Droht die Renaissance der Kernenergie*?
* Disclaimer: Im Artikel werden bewusst Begriffe wie Kernkraft und AKW nebeneinander benutzt: Während AKW (Atomkraftwerk) im Gegensatz zu KKW (Kernkraftwerk) als Begriff der Anti-Atomkraft-Bewegung benutzt wird, steht Kernkraft einerseits für die kommerzielle, zivile Nutzung, aber auch stellvertretend für den Forschungsbereich. Wir sprechen von AKWs, weil wir uns der Problematik der Nutzung von Kernspaltung zur Stromerzeugung bewusst sind und den Atomausstieg unterstützen. Jedoch befürworten wir gleichzeitig die Forschung an Fusionsreaktoren, wozu Kenntnisse und Erfahrung mit Kernkraft im Allgemeinen unumgänglich sind.
Die kurzfristigen Zusagen und Lippenbekenntnisse der teilnehmenden Staaten auf der UN-Klimakonferenz COP26 in Glasgow verfehlen die gesteckten Ziele des Paris-Abkommens um Längen: Weder werden die kurzfristigen Ziele zur CO²-Emissionsreduktion bis 2030 erreicht werden, noch wird dadurch das langfristige Ziel von einer maximalen Erderwärmung um 1,5 Grad Celsius bis Ende dieses Jahrhunderts realisierbar. Die Energiebranche steckt in einer Krise politischer, ökologischer, gesellschaftlicher und technologischer Natur. Die Diskussionen werden nun auch in Deutschland wieder laut(er), ob man eine abgeschriebene Erzeugerindustrie zurück ins Boot holt: die Kernenergie.

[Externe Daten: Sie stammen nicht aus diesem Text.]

use clap::Parser;
use std::process::ExitCode;
use std::sync::Arc;

use foreman::cli::args::{Cli, Commands};
use foreman::cli::commands;
use foreman::config;
use foreman::daemon::supervisor::DaemonSupervisor;
use foreman::error::exit_codes;
use foreman::storage::FileStorage;

#[tokio::main]
async fn main() -> ExitCode {
    tracing_subscriber::fmt()
        .with_env_filter(tracing_subscriber::EnvFilter::from_default_env())
        .with_writer(std::io::stderr)
        .init();

    let cli = Cli::parse();

    match run(cli).await {
        Ok(()) => ExitCode::from(exit_codes::SUCCESS as u8),
        Err(e) => {
            eprintln!("Error: {}", e);
            ExitCode::from(e.exit_code() as u8)
        }
    }
}

async fn run(cli: Cli) -> foreman::Result<()> {
    let data_dir = config::data_dir()?;
    let host_config = config::load()?;
    let mut daemon_config = host_config.daemon_config(data_dir.clone());
    if cli.in_process {
        daemon_config.force_in_process = true;
    }

    let supervisor = DaemonSupervisor::new(daemon_config);
    let storage = Arc::new(FileStorage::new(&data_dir)?);
    // the CLI carries no task manager; task-lifecycle calls answer
    // no-provider until a host embeds one
    supervisor.bootstrap(storage, None).await?;
    let client = supervisor.client()?;

    let result = match cli.command {
        Commands::Ping => commands::ping(&client).await,
        Commands::Run { prompt } => commands::run(&client, prompt).await,
        Commands::List => commands::list(&client).await,
        Commands::Schedule { cron, prompt } => commands::schedule(&client, cron, prompt).await,
        Commands::ListScheduled => commands::list_scheduled(&client).await,
        Commands::CancelScheduled { id } => commands::cancel_scheduled(&client, id).await,
    };

    supervisor.shutdown().await;
    result
}
mod host;

use std::path::PathBuf;
use std::time::Duration;

use anyhow::{bail, Context, Result};
use clap::{Parser, Subcommand};
use log::{info, warn};

use route_narrator::store::{new_saved_route, MemorySlot, SlotStore};
use route_narrator::{
    Capabilities, Clock, Geolocation, NavConfig, NavigationEngine, Position, RouteResolver,
    RouteStore, SavedRoute, Speech, UserPrompt, Waypoint,
};

use crate::host::{CliPrompt, ConsoleSpeech, FileSlot, SimulatedGeolocation, SystemClock};

#[derive(Parser)]
struct Args {
    /// Path to a JSON file overriding the default settings
    #[arg(long)]
    config: Option<String>,

    /// Where saved routes are kept
    #[arg(long, default_value = "routes.json")]
    store: PathBuf,

    /// Log every step
    #[arg(short, long)]
    verbose: bool,

    #[command(subcommand)]
    command: Command,
}

#[derive(Subcommand)]
enum Command {
    /// Resolve waypoints once and read out the steps
    Resolve {
        /// A waypoint as `lat,lng`. Repeat at least twice.
        #[arg(long = "waypoint", required = true, value_parser = parse_waypoint)]
        waypoints: Vec<Waypoint>,

        /// Also write the route and waypoints as GeoJSON here
        #[arg(long)]
        geojson: Option<String>,
    },
    /// Save a route
    Save {
        #[arg(long)]
        name: String,

        /// A waypoint as `lat,lng`. Repeat for each one.
        #[arg(long = "waypoint", required = true, value_parser = parse_waypoint)]
        waypoints: Vec<Waypoint>,
    },
    /// List saved routes
    List,
    /// Delete a saved route
    Delete {
        #[arg(long)]
        id: i64,

        /// Don't ask for confirmation
        #[arg(short, long)]
        yes: bool,
    },
    /// Simulate a journey along a saved route, narrating the instructions
    Journey {
        #[arg(long)]
        id: i64,

        /// Seconds between simulated position fixes
        #[arg(long, default_value_t = 5)]
        fix_interval_secs: u64,
    },
}

#[tokio::main(flavor = "current_thread")]
async fn main() -> Result<()> {
    let args = Args::parse();
    simple_logger::init_with_level(if args.verbose {
        log::Level::Debug
    } else {
        log::Level::Info
    })?;

    let config = match &args.config {
        Some(path) => NavConfig::from_json(
            &std::fs::read_to_string(path).with_context(|| format!("reading {path}"))?,
        )
        .with_context(|| format!("parsing {path}"))?,
        None => NavConfig::default(),
    };
    let resolver = RouteResolver::new(&config.route_api);

    match args.command {
        Command::Resolve { waypoints, geojson } => {
            if waypoints.len() < 2 {
                bail!("Resolving needs at least 2 waypoints");
            }
            // Preview an unsaved route by selecting it from a throwaway store
            let mut scratch = SlotStore::new(MemorySlot::new());
            scratch.append(SavedRoute {
                id: 0,
                name: "Ad hoc".to_string(),
                waypoints,
            })?;
            let mut engine = build_engine(
                config,
                Box::new(scratch),
                Box::new(CliPrompt::new(true)),
                None,
            );
            engine.load_route(0)?;
            drive(&mut engine, &resolver).await?;

            if let Some(path) = geojson {
                std::fs::write(&path, engine.render_geojson())
                    .with_context(|| format!("writing {path}"))?;
                info!("Wrote {path}");
            }
        }
        Command::Save { name, waypoints } => {
            let route = save(args.store, &name, waypoints)?;
            println!("Saved {:?} as {}", route.name, route.id);
        }
        Command::List => {
            let store = SlotStore::new(FileSlot::new(args.store));
            for route in store.get_all()? {
                println!(
                    "{}\t{}\t{} waypoints",
                    route.id,
                    route.name,
                    route.waypoints.len()
                );
            }
        }
        Command::Delete { id, yes } => {
            let mut engine = build_engine(
                config,
                Box::new(SlotStore::new(FileSlot::new(args.store))),
                Box::new(CliPrompt::new(yes)),
                None,
            );
            if !engine.saved_routes().iter().any(|r| r.id == id) {
                bail!("No saved route {id}");
            }
            if !engine.delete_route(id)? {
                println!("Kept route {id}");
            }
        }
        Command::Journey {
            id,
            fix_interval_secs,
        } => {
            let geolocation = SimulatedGeolocation::default();
            let mut engine = build_engine(
                config,
                Box::new(SlotStore::new(FileSlot::new(args.store))),
                Box::new(CliPrompt::new(true)),
                Some(geolocation.clone()),
            );
            engine.load_route(id)?;
            drive(&mut engine, &resolver).await?;
            journey(
                &mut engine,
                &resolver,
                &geolocation,
                Duration::from_secs(fix_interval_secs.max(1)),
            )
            .await?;
        }
    }
    Ok(())
}

/// Appends a route to the file store. Blank names are refused before anything is written.
fn save(path: PathBuf, name: &str, waypoints: Vec<Waypoint>) -> Result<SavedRoute> {
    let mut store = SlotStore::new(FileSlot::new(path));
    let route = new_saved_route(&store.get_all()?, SystemClock.now_ms(), name, waypoints)?;
    store.append(route.clone())?;
    Ok(route)
}

fn build_engine(
    config: NavConfig,
    store: Box<dyn RouteStore>,
    prompt: Box<dyn UserPrompt>,
    geolocation: Option<SimulatedGeolocation>,
) -> NavigationEngine {
    NavigationEngine::new(
        config,
        Capabilities {
            clock: Box::new(SystemClock),
            speech: Some(Box::new(ConsoleSpeech::default()) as Box<dyn Speech>),
            geolocation: geolocation.map(|g| Box::new(g) as Box<dyn Geolocation>),
            prompt,
            store,
        },
    )
}

/// Runs queued resolutions one at a time, so none of them go stale.
async fn drive(engine: &mut NavigationEngine, resolver: &RouteResolver) -> Result<()> {
    loop {
        let requests = engine.take_resolve_requests();
        if requests.is_empty() {
            return Ok(());
        }
        for req in requests {
            let result = resolver.resolve(&req.waypoints).await;
            engine.complete_resolution(req.seq, result)?;
        }
    }
}

/// Walks the route's waypoints, reporting one as the current position every `fix_interval`, and
/// polls narration until every instruction has been spoken.
async fn journey(
    engine: &mut NavigationEngine,
    resolver: &RouteResolver,
    geolocation: &SimulatedGeolocation,
    fix_interval: Duration,
) -> Result<()> {
    engine.start_journey()?;
    let Some(watch) = geolocation.active() else {
        bail!("Tracking didn't start");
    };
    let mut fixes = engine
        .state()
        .waypoints()
        .iter()
        .map(|w| to_position(*w))
        .collect::<Vec<_>>()
        .into_iter();
    let mut next_fix_ms = 0;

    loop {
        let now = SystemClock.now_ms();
        if now >= next_fix_ms {
            if let Some(position) = fixes.next() {
                engine.on_position(watch, position);
                if let Err(err) = drive(engine, resolver).await {
                    // The next fix tries again
                    warn!("{err}");
                }
                next_fix_ms = now + fix_interval.as_millis() as u64;
            } else if !engine.narrator().is_started() {
                warn!("Out of positions before any instructions arrived");
                break;
            } else {
                next_fix_ms = u64::MAX;
            }
        }

        engine.tick();
        if engine.narrator().is_started() && engine.narration_timer().is_none() {
            break;
        }

        let now = SystemClock.now_ms();
        let wake_at = match engine.narration_timer() {
            Some(timer) => timer.due_at_ms.min(next_fix_ms),
            None => next_fix_ms,
        };
        tokio::time::sleep(Duration::from_millis(wake_at.saturating_sub(now).max(10))).await;
    }

    engine.stop_journey()?;
    Ok(())
}

fn to_position(waypt: Waypoint) -> Position {
    Position {
        lat: waypt.lat,
        lng: waypt.lng,
        accuracy_meters: None,
        timestamp_ms: SystemClock.now_ms(),
    }
}

fn parse_waypoint(raw: &str) -> Result<Waypoint, String> {
    let Some((lat, lng)) = raw.split_once(',') else {
        return Err(format!("{raw:?} isn't lat,lng"));
    };
    let lat = lat.trim().parse::<f64>().map_err(|err| err.to_string())?;
    let lng = lng.trim().parse::<f64>().map_err(|err| err.to_string())?;
    Waypoint::new(lat, lng).ok_or_else(|| format!("{raw:?} isn't a finite coordinate"))
}

#[cfg(test)]
mod tests {
    use super::*;

    #[test]
    fn test_parse_waypoint() {
        let waypt = parse_waypoint("21.8853, -102.2916").unwrap();
        assert_eq!(waypt.lat, 21.8853);
        assert_eq!(waypt.lng, -102.2916);

        assert!(parse_waypoint("21.8853").is_err());
        assert!(parse_waypoint("north,west").is_err());
        assert!(parse_waypoint("NaN,1").is_err());
    }

    #[test]
    fn test_save_refuses_blank_names() {
        let dir = tempfile::tempdir().unwrap();
        let path = dir.path().join("routes.json");
        let waypoints = vec![parse_waypoint("1,2").unwrap()];

        for name in ["", "   "] {
            assert!(save(path.clone(), name, waypoints.clone()).is_err());
        }
        assert!(!path.exists());

        let first = save(path.clone(), " Commute ", waypoints.clone()).unwrap();
        assert_eq!(first.name, "Commute");
        let second = save(path.clone(), "Commute back", waypoints).unwrap();
        assert_ne!(first.id, second.id);

        let store = SlotStore::new(FileSlot::new(path));
        assert_eq!(store.get_all().unwrap().len(), 2);
    }

    #[test]
    fn test_args() {
        let args = Args::try_parse_from([
            "route-narrator",
            "--store",
            "mine.json",
            "resolve",
            "--waypoint",
            "21.88,-102.29",
            "--waypoint",
            "21.89,-102.30",
        ])
        .unwrap();
        assert_eq!(args.store, PathBuf::from("mine.json"));
        match args.command {
            Command::Resolve { waypoints, geojson } => {
                assert_eq!(waypoints.len(), 2);
                assert!(geojson.is_none());
            }
            _ => panic!("wrong subcommand"),
        }

        assert!(Args::try_parse_from(["route-narrator", "save", "--name", "x"]).is_err());
    }
}
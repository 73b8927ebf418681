use geojson::{Feature, FeatureCollection, GeoJson, Geometry, Value};

use crate::NavigationEngine;
use route_narrator_model::ResolvedPath;

impl NavigationEngine {
    /// Everything the map should show: the resolved path, then one point per waypoint. The caller
    /// should redraw after any action or completed resolution.
    pub fn render_geojson(&self) -> String {
        let mut features = Vec::new();

        if let Some(f) = self.state().path().and_then(path_feature) {
            features.push(f);
        }
        for (idx, waypt) in self.state().waypoints().iter().enumerate() {
            let mut f = Feature::from(Geometry::new(Value::Point(vec![waypt.lng, waypt.lat])));
            f.set_property("type", "waypoint");
            f.set_property("index", idx);
            features.push(f);
        }

        let gj = GeoJson::from(features.into_iter().collect::<FeatureCollection>());
        serde_json::to_string_pretty(&gj).unwrap()
    }

    /// Just the resolved path, if there is one.
    pub fn to_final_feature(&self) -> Option<String> {
        let f = path_feature(self.state().path()?)?;
        Some(serde_json::to_string_pretty(&f).unwrap())
    }
}

fn path_feature(path: &ResolvedPath) -> Option<Feature> {
    if path.geometry.len() < 2 {
        return None;
    }
    let coords = path
        .geometry
        .iter()
        .map(|pt| vec![pt.lng, pt.lat])
        .collect();
    let mut f = Feature::from(Geometry::new(Value::LineString(coords)));
    f.set_property("type", "route");
    f.set_property("length_meters", path.length_meters());
    f.set_property("steps", path.instructions.len());
    Some(f)
}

Auf lange Sicht werden Wind, Wasser, Solar und Biomasse allein den wachsenden Energiebedarf in diesem hochtechnisierten Land vermutlich nicht decken können. Verbrauchsreduktion ist politisch anscheinend schlecht vermittelbar, weil sie gesellschaftlich mit Verzicht gleichgesetzt wird – was wohl als eine unfassbare Zumutung angesehen wird. Von diesem sozialpsychologischen Dilemma abgesehen stehen wir als Gesellschaft jetzt vor der Frage, mit welchen Technologien wir unseren steigenden Energiebedarf decken werden.
Die schlechten Nachrichten von der COP26 bezüglich der Erreichbarkeit der Minimal-Klimaziele dürften daher hier und da für knallende Sektkorken sorgen: Manche Vorstandsvorsitzende bei EON, Vattenfall und Co. werden sich jetzt schon in klammheimlicher (Vor)Freude die Hände reiben, weil die Politik spätestens Mitte 2022 keine andere Möglichkeit mehr sieht, als Laufzeitenverlängerung für manche AKWs zu beschließen. Den Grünen als Mit-Regierungsverantwortliche würde eine solche Entscheidung das Genick brechen, die FDP würde es nicht beweinen.
Das Szenario ist düster, zugegeben, aber nicht undenkbar.
Ein Aspekt der Nutzung von Kernkraft, der nicht von der Hand zu weisen ist, ist die Funktion als Brückentechnologie zur Kernfusion, die als sauber und sicher gilt und vor allem keine strahlenden Abfallprodukte hervorbringt. In jenen Ländern, in denen Kernspaltung als Technologie gefördert wird, findet auch die vielversprechendste Forschung zum Thema statt: In den USA, wo jüngst erneute Durchbrüche verzeichnet wurden, und Frankreich, die mit dem im Bau befindlichen ITER (International Thermonuclear Experimental Reactor) den bis dato weltweit größten Forschungsreaktor besitzen. Auch Deutschland forscht intensiv, China wird in absehbarer Zeit wohl führend auf dem Gebiet werden.
Das Dilemma besteht darin, dass durch den Ausstieg aus der Kernenergie in einem breiten Spektrum auch Forschungsgelder sowie Expertise und Fachkräfte verschwunden sind. Das ist auch der Ökonomie geschuldet: Forschung bringt im Gegensatz zum Strommarkt kurzfristig kein Geld, sondern benötigt es. Gelöst werden kann und darf das Energieproblem aber nicht mit der einfachen Rückkehr zu AKWs und der damit verbundenen gesellschaftlichen Diskussion über Störfallrisiken, Endlagersuche und Generationenverantwortlichkeit. Vielmehr muss der Ausbau und die Forschung Erneuerbarer Energien weiter vorangetrieben werden. Die Politik muss weiterhin gefordert werden, wieder verstärkt in Forschungsreaktoren zur Kernfusion zu investieren. Es gibt in dieser Frage vermutlich keinen Königsweg, sondern nur integrierende Energiekonzepte.